+++ Data for this task

//! Delivery addresses.

use core::fmt;

use serde::{Deserialize, Serialize};

use super::id::AddressId;

/// Errors from validating an [`AddressForm`] or acting on the address dialog.
#[derive(thiserror::Error, Debug, Clone, Copy, PartialEq, Eq)]
pub enum AddressError {
    /// A required field is empty after trimming.
    #[error("{0} is required")]
    MissingField(AddressField),

    /// The address dialog only accepts changes between opening and closing.
    #[error("address dialog is not open")]
    DialogClosed,
}

/// Fields of an address form, in the order they are validated.
#[derive(Debug, Clone, Copy, PartialEq, Eq, Hash, Serialize, Deserialize)]
#[serde(rename_all = "snake_case")]
pub enum AddressField {
    Name,
    Phone,
    Line1,
    Line2,
    City,
    State,
    Pincode,
}

impl fmt::Display for AddressField {
    fn fmt(&self, f: &mut fmt::Formatter<'_>) -> fmt::Result {
        let label = match self {
            Self::Name => "name",
            Self::Phone => "phone",
            Self::Line1 => "address line 1",
            Self::Line2 => "address line 2",
            Self::City => "city",
            Self::State => "state",
            Self::Pincode => "pincode",
        };
        f.write_str(label)
    }
}

/// A saved delivery address.
#[derive(Debug, Clone, PartialEq, Eq, Serialize, Deserialize)]
pub struct Address {
    pub id: AddressId,
    pub name: String,
    pub phone: String,
    pub line1: String,
    #[serde(default, skip_serializing_if = "Option::is_none")]
    pub line2: Option<String>,
    pub city: String,
    pub state: String,
    pub pincode: String,
}

impl Address {
    /// Build an address from validated form fields.
    #[must_use]
    pub fn from_fields(id: AddressId, fields: AddressFields) -> Self {
        let AddressFields {
            name,
            phone,
            line1,
            line2,
            city,
            state,
            pincode,
        } = fields;
        Self {
            id,
            name,
            phone,
            line1,
            line2,
            city,
            state,
            pincode,
        }
    }

    /// Overwrite every field except the id.
    pub fn merge(&mut self, fields: AddressFields) {
        let id = self.id.clone();
        *self = Self::from_fields(id, fields);
    }

    /// Three-line block used in order messages:
    ///
    /// ```text
    /// <name> (<phone>)
    /// <line1>[, <line2>]
    /// <city>, <state> - <pincode>
    /// ```
    #[must_use]
    pub fn block(&self) -> String {
        let line2 = self
            .line2
            .as_deref()
            .filter(|l| !l.is_empty())
            .map(|l| format!(", {l}"))
            .unwrap_or_default();
        format!(
            "{} ({})\n{}{line2}\n{}, {} - {}",
            self.name, self.phone, self.line1, self.city, self.state, self.pincode
        )
    }
}

/// Validated, trimmed address fields without an id.
#[derive(Debug, Clone, PartialEq, Eq)]
pub struct AddressFields {
    pub name: String,
    pub phone: String,
    pub line1: String,
    pub line2: Option<String>,
    pub city: String,
    pub state: String,
    pub pincode: String,
}

/// Raw address form input. Every field is free text until validated.
#[derive(Debug, Clone, Default, PartialEq, Eq, Serialize, Deserialize)]
pub struct AddressForm {
    #[serde(default)]
    pub name: String,
    #[serde(default)]
    pub phone: String,
    #[serde(default)]
    pub line1: String,
    #[serde(default)]
    pub line2: String,
    #[serde(default)]
    pub city: String,
    #[serde(default)]
    pub state: String,
    #[serde(default)]
    pub pincode: String,
}

impl AddressForm {
    /// Pre-fill a form from a saved address (missing `line2` becomes blank).
    #[must_use]
    pub fn from_address(address: &Address) -> Self {
        Self {
            name: address.name.clone(),
            phone: address.phone.clone(),
            line1: address.line1.clone(),
            line2: address.line2.clone().unwrap_or_default(),
            city: address.city.clone(),
            state: address.state.clone(),
            pincode: address.pincode.clone(),
        }
    }

    /// Copy of the form with surrounding whitespace removed from every field.
    #[must_use]
    pub fn trimmed(&self) -> Self {
        Self {
            name: self.name.trim().to_owned(),
            phone: self.phone.trim().to_owned(),
            line1: self.line1.trim().to_owned(),
            line2: self.line2.trim().to_owned(),
            city: self.city.trim().to_owned(),
            state: self.state.trim().to_owned(),
            pincode: self.pincode.trim().to_owned(),
        }
    }

    /// Trim and validate the form.
    ///
    /// # Errors
    ///
    /// Returns [`AddressError::MissingField`] naming the first required
    /// field (name, phone, line 1, city, state, pincode) that is blank.
    pub fn validate(&self) -> Result<AddressFields, AddressError> {
        let t = self.trimmed();

        let required = [
            (AddressField::Name, &t.name),
            (AddressField::Phone, &t.phone),
            (AddressField::Line1, &t.line1),
            (AddressField::City, &t.city),
            (AddressField::State, &t.state),
            (AddressField::Pincode, &t.pincode),
        ];
        if let Some((field, _)) = required.iter().find(|(_, value)| value.is_empty()) {
            return Err(AddressError::MissingField(*field));
        }

        Ok(AddressFields {
            name: t.name,
            phone: t.phone,
            line1: t.line1,
            line2: Some(t.line2).filter(|l| !l.is_empty()),
            city: t.city,
            state: t.state,
            pincode: t.pincode,
        })
    }
}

++++++

* [Assigned task] Reproduce all data above, unchanged.

* [Reply to the exercise]
//! Delivery addresses.

use core::fmt;

use serde::{Deserialize, Serialize};

use super::id::AddressId;

/// Errors from validating an [`AddressForm`] or acting on the address dialog.
#[derive(thiserror::Error, Debug, Clone, Copy, PartialEq, Eq)]
pub enum AddressError {
    /// A required field is empty after trimming.
    #[error("{0} is required")]
    MissingField(AddressField),

    /// The address dialog only accepts changes between opening and closing.
    #[error("address dialog is not open")]
    DialogClosed,
}

/// Fields of an address form, in the order they are validated.
#[derive(Debug, Clone, Copy, PartialEq, Eq, Hash, Serialize, Deserialize)]
#[serde(rename_all = "snake_case")]
pub enum AddressField {
    Name,
    Phone,
    Line1,
    Line2,
    City,
    State,
    Pincode,
}

impl fmt::Display for AddressField {
    fn fmt(&self, f: &mut fmt::Formatter<'_>) -> fmt::Result {
        let label = match self {
            Self::Name => "name",
            Self::Phone => "phone",
            Self::Line1 => "address line 1",
            Self::Line2 => "address line 2",
            Self::City => "city",
            Self::State => "state",
            Self::Pincode => "pincode",
        };
        f.write_str(label)
    }
}

/// A saved delivery address.
#[derive(Debug, Clone, PartialEq, Eq, Serialize, Deserialize)]
pub struct Address {
    pub id: AddressId,
    pub name: String,
    pub phone: String,
    pub line1: String,
    #[serde(default, skip_serializing_if = "Option::is_none")]
    pub line2: Option<String>,
    pub city: String,
    pub state: String,
    pub pincode: String,
}

impl Address {
    /// Build an address from validated form fields.
    #[must_use]
    pub fn from_fields(id: AddressId, fields: AddressFields) -> Self {
        let AddressFields {
            name,
            phone,
            line1,
            line2,
            city,
            state,
            pincode,
        } = fields;
        Self {
            id,
            name,
            phone,
            line1,
            line2,
            city,
            state,
            pincode,
        }
    }

    /// Overwrite every field except the id.
    pub fn merge(&mut self, fields: AddressFields) {
        let id = self.id.clone();
        *self = Self::from_fields(id, fields);
    }

    /// Three-line block used in order messages:
    ///
    /// ```text
    /// <name> (<phone>)
    /// <line1>[, <line2>]
    /// <city>, <state> - <pincode>
    /// ```
    #[must_use]
    pub fn block(&self) -> String {
        let line2 = self
            .line2
            .as_deref()
            .filter(|l| !l.is_empty())
            .map(|l| format!(", {l}"))
            .unwrap_or_default();
        format!(
            "{} ({})\n{}{line2}\n{}, {} - {}",
            self.name, self.phone, self.line1, self.city, self.state, self.pincode
        )
    }
}

/// Validated, trimmed address fields without an id.
#[derive(Debug, Clone, PartialEq, Eq)]
pub struct AddressFields {
    pub name: String,
    pub phone: String,
    pub line1: String,
    pub line2: Option<String>,
    pub city: String,
    pub state: String,
    pub pincode: String,
}

/// Raw address form input. Every field is free text until validated.
#[derive(Debug, Clone, Default, PartialEq, Eq, Serialize, Deserialize)]
pub struct AddressForm {
    #[serde(default)]
    pub name: String,
    #[serde(default)]
    pub phone: String,
    #[serde(default)]
    pub line1: String,
    #[serde(default)]
    pub line2: String,
    #[serde(default)]
    pub city: String,
    #[serde(default)]
    pub state: String,
    #[serde(default)]
    pub pincode: String,
}

impl AddressForm {
    /// Pre-fill a form from a saved address (missing `line2` becomes blank).
    #[must_use]
    pub fn from_address(address: &Address) -> Self {
        Self {
            name: address.name.clone(),
            phone: address.phone.clone(),
            line1: address.line1.clone(),
            line2: address.line2.clone().unwrap_or_default(),
            city: address.city.clone(),
            state: address.state.clone(),
            pincode: address.pincode.clone(),
        }
    }

    /// Copy of the form with surrounding whitespace removed from every field.
    #[must_use]
    pub fn trimmed(&self) -> Self {
        Self {
            name: self.name.trim().to_owned(),
            phone: self.phone.trim().to_owned(),
            line1: self.line1.trim().to_owned(),
            line2: self.line2.trim().to_owned(),
            city: self.city.trim().to_owned(),
            state: self.state.trim().to_owned(),
            pincode: self.pincode.trim().to_owned(),
        }
    }

    /// Trim and validate the form.
    ///
    /// # Errors
    ///
    /// Returns [`AddressError::MissingField`] naming the first required
    /// field (name, phone, line 1, city, state, pincode) that is blank.
    pub fn validate(&self) -> Result<AddressFields, AddressError> {
        let t = self.trimmed();

        let required = [
            (AddressField::Name, &t.name),
            (AddressField::Phone, &t.phone),
            (AddressField::Line1, &t.line1),
            (AddressField::City, &t.city),
            (AddressField::State, &t.state),
            (AddressField::Pincode, &t.pincode),
        ];
        if let Some((field, _)) = required.iter().find(|(_, value)| value.is_empty()) {
            return Err(AddressError::MissingField(*field));
        }

        Ok(AddressFields {
            name: t.name,
            phone: t.phone,
            line1: t.line1,
            line2: Some(t.line2).filter(|l| !l.is_empty()),
            city: t.city,
            state: t.state,
            pincode: t.pincode,
        })
    }
}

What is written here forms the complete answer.